> [EXERCISE AIM] Gather each line in the entries that includes the string "application".

> [Records from a data collection]
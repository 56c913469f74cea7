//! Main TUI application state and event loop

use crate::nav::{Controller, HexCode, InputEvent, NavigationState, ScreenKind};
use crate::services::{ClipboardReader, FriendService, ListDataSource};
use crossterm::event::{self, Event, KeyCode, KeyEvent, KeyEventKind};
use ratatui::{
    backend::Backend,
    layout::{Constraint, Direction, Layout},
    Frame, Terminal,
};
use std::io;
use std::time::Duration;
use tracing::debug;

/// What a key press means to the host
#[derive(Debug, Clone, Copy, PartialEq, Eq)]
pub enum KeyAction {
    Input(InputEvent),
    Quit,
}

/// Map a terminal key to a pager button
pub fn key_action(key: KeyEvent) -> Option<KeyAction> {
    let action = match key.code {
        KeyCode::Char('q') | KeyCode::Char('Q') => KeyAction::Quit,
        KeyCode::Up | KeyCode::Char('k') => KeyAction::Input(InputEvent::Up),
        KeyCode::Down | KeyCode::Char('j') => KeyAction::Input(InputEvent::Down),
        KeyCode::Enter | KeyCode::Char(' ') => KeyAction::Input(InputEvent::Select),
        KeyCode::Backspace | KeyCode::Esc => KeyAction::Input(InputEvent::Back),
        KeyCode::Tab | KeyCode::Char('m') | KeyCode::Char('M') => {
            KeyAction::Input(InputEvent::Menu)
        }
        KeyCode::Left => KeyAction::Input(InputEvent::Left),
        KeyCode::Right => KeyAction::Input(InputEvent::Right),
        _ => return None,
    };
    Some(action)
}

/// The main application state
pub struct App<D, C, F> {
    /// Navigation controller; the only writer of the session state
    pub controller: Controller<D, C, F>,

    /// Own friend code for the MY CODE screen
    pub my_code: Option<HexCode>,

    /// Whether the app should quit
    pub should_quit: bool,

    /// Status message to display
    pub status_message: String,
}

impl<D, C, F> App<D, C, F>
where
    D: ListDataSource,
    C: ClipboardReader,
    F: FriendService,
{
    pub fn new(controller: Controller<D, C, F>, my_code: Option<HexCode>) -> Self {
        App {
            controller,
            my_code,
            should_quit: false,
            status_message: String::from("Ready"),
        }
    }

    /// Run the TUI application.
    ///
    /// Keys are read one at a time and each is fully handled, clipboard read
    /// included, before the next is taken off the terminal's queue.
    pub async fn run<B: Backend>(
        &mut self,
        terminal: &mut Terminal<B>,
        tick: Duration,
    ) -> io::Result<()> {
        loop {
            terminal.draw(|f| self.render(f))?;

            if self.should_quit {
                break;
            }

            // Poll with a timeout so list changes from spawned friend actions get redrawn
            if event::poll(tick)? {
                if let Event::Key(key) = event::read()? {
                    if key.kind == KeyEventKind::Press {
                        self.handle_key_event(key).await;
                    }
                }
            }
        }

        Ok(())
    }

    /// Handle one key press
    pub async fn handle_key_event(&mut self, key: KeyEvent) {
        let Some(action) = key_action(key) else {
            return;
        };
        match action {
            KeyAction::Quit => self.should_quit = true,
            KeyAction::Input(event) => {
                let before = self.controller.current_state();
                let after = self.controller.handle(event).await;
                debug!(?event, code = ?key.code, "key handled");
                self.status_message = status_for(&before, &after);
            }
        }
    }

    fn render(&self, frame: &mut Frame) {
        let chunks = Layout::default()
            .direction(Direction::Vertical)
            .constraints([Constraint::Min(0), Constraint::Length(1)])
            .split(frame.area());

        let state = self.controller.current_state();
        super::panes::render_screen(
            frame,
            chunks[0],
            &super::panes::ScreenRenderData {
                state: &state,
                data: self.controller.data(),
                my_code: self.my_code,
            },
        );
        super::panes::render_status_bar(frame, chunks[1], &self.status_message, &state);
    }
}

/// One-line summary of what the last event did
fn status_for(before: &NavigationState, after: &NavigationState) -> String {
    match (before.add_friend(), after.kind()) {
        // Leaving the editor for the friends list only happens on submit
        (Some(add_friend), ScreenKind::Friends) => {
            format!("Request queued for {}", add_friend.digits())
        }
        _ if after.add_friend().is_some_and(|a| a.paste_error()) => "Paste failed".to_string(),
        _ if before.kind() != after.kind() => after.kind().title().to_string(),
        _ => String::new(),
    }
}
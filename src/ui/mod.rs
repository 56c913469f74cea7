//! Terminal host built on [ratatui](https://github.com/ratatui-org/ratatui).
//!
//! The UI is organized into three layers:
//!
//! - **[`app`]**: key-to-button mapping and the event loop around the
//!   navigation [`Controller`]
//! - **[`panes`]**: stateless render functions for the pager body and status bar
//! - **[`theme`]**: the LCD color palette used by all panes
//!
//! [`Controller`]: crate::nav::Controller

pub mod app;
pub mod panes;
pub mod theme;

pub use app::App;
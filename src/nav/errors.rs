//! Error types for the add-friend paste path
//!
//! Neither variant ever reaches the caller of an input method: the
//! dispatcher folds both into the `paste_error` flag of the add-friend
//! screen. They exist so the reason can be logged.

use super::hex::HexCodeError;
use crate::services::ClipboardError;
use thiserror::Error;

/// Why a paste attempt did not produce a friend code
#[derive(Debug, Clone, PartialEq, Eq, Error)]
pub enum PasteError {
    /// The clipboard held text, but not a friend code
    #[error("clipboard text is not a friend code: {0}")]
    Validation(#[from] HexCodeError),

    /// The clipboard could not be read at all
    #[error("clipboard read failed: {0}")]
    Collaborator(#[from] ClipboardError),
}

> [SOLUTION BELOW]
//! Main TUI application state and event loop
/// The main application state
    /// Run the TUI application.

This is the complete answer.